Supplied records START
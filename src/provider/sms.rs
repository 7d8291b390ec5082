//! Twilio SMS adapter.

use async_trait::async_trait;
use lazy_static::lazy_static;
use regex::Regex;
use reqwest::Client;
use serde::Deserialize;

use crate::config::{DeploymentMode, TwilioConfig, WebhookConfig};
use crate::domain::{Message, MessageKind};

use super::{require, MessageAdapter, ProviderError, ProviderKind};

/// Longest SMS body Twilio accepts, in characters
pub const MAX_SMS_LENGTH: usize = 1600;

lazy_static! {
    /// E.164: leading `+`, no leading zero, 7-15 digits in total
    static ref E164: Regex = Regex::new(r"^\+[1-9]\d{6,14}$").unwrap();
}

#[derive(Debug, Deserialize)]
struct CreateMessageResponse {
    sid: String,
}

/// Sends SMS through the Twilio Messages API.
pub struct SmsAdapter {
    http: Client,
    account_sid: String,
    auth_token: String,
    from_number: String,
    virtual_number: Option<String>,
    status_callback: Option<String>,
    base_url: String,
    mode: DeploymentMode,
}

impl SmsAdapter {
    /// Returns `None` unless account SID, auth token and sender number are set.
    pub fn from_config(
        config: &TwilioConfig,
        webhook: &WebhookConfig,
        mode: DeploymentMode,
        http: Client,
    ) -> Option<Self> {
        let account_sid = non_blank(config.account_sid.as_deref())?;
        let auth_token = non_blank(config.auth_token.as_deref())?;
        let from_number = non_blank(config.from_number.as_deref())?;

        let status_callback = non_blank(webhook.base_url.as_deref())
            .map(|base| format!("{}/api/v1/webhooks/twilio", base.trim_end_matches('/')));

        Some(Self {
            http,
            account_sid,
            auth_token,
            from_number,
            virtual_number: non_blank(config.virtual_number.as_deref()),
            status_callback,
            base_url: config.base_url.trim_end_matches('/').to_string(),
            mode,
        })
    }

    /// Address the gateway will actually receive.
    ///
    /// Outside production every destination is replaced by the configured
    /// virtual test number, if any.
    pub fn effective_destination<'a>(&'a self, destination: &'a str) -> &'a str {
        match (&self.virtual_number, self.mode) {
            (Some(virtual_number), DeploymentMode::Development) => virtual_number.as_str(),
            _ => destination,
        }
    }

    async fn create_message(&self, to: &str, body: &str) -> Result<String, ProviderError> {
        let mut form = vec![("To", to), ("From", self.from_number.as_str()), ("Body", body)];
        if let Some(callback) = &self.status_callback {
            form.push(("StatusCallback", callback.as_str()));
        }

        let url = format!(
            "{}/2010-04-01/Accounts/{}/Messages.json",
            self.base_url, self.account_sid
        );
        let response = self
            .http
            .post(url)
            .basic_auth(&self.account_sid, Some(&self.auth_token))
            .form(&form)
            .send()
            .await
            .map_err(transport)?;

        let status = response.status();
        if !status.is_success() {
            let body = response.text().await.unwrap_or_default();
            return Err(ProviderError::Gateway {
                provider: ProviderKind::Twilio,
                status: status.as_u16(),
                body,
            });
        }

        let created: CreateMessageResponse = response.json().await.map_err(transport)?;
        Ok(created.sid)
    }
}

#[async_trait]
impl MessageAdapter for SmsAdapter {
    fn provider(&self) -> ProviderKind {
        ProviderKind::Twilio
    }

    fn validate(&self, message: &Message) -> Result<(), ProviderError> {
        require(&message.destination, "recipient phone number")?;
        require(&message.content, "message content")?;

        let length = message.content.chars().count();
        if length > MAX_SMS_LENGTH {
            return Err(ProviderError::ContentTooLong {
                length,
                max: MAX_SMS_LENGTH,
            });
        }

        if !E164.is_match(&message.destination) {
            return Err(ProviderError::invalid(format!(
                "invalid phone number format: {}. Must be E.164 (e.g., +14155552671)",
                message.destination
            )));
        }

        if message.destination == self.from_number {
            return Err(ProviderError::SelfSend);
        }

        Ok(())
    }

    #[tracing::instrument(name = "twilio.send", skip(self, message))]
    async fn send(&self, message: &mut Message) -> Result<String, ProviderError> {
        message.kind = Some(MessageKind::Sms);

        // Validation and sending run against the substituted address; the
        // caller's message keeps its own destination.
        let mut effective = message.clone();
        effective.destination = self.effective_destination(&message.destination).to_string();
        self.validate(&effective)?;

        if effective.destination != message.destination {
            tracing::debug!(
                destination = %effective.destination,
                "Non-production mode, routing SMS to virtual number"
            );
        }

        self.create_message(&effective.destination, &effective.content)
            .await
    }
}

fn transport(source: reqwest::Error) -> ProviderError {
    ProviderError::Transport {
        provider: ProviderKind::Twilio,
        source,
    }
}

fn non_blank(value: Option<&str>) -> Option<String> {
    value
        .map(str::trim)
        .filter(|v| !v.is_empty())
        .map(str::to_string)
}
Supplied records END
What to produce: Transcribe each line of the data above, unaltered, from the one where "digits in total" appears to the one where "Twilio Messages API." appears, inclusive of both.

Answer section:
    /// E.164: leading `+`, no leading zero, 7-15 digits in total
    static ref E164: Regex = Regex::new(r"^\+[1-9]\d{6,14}$").unwrap();
}

#[derive(Debug, Deserialize)]
struct CreateMessageResponse {
    sid: String,
}

/// Sends SMS through the Twilio Messages API.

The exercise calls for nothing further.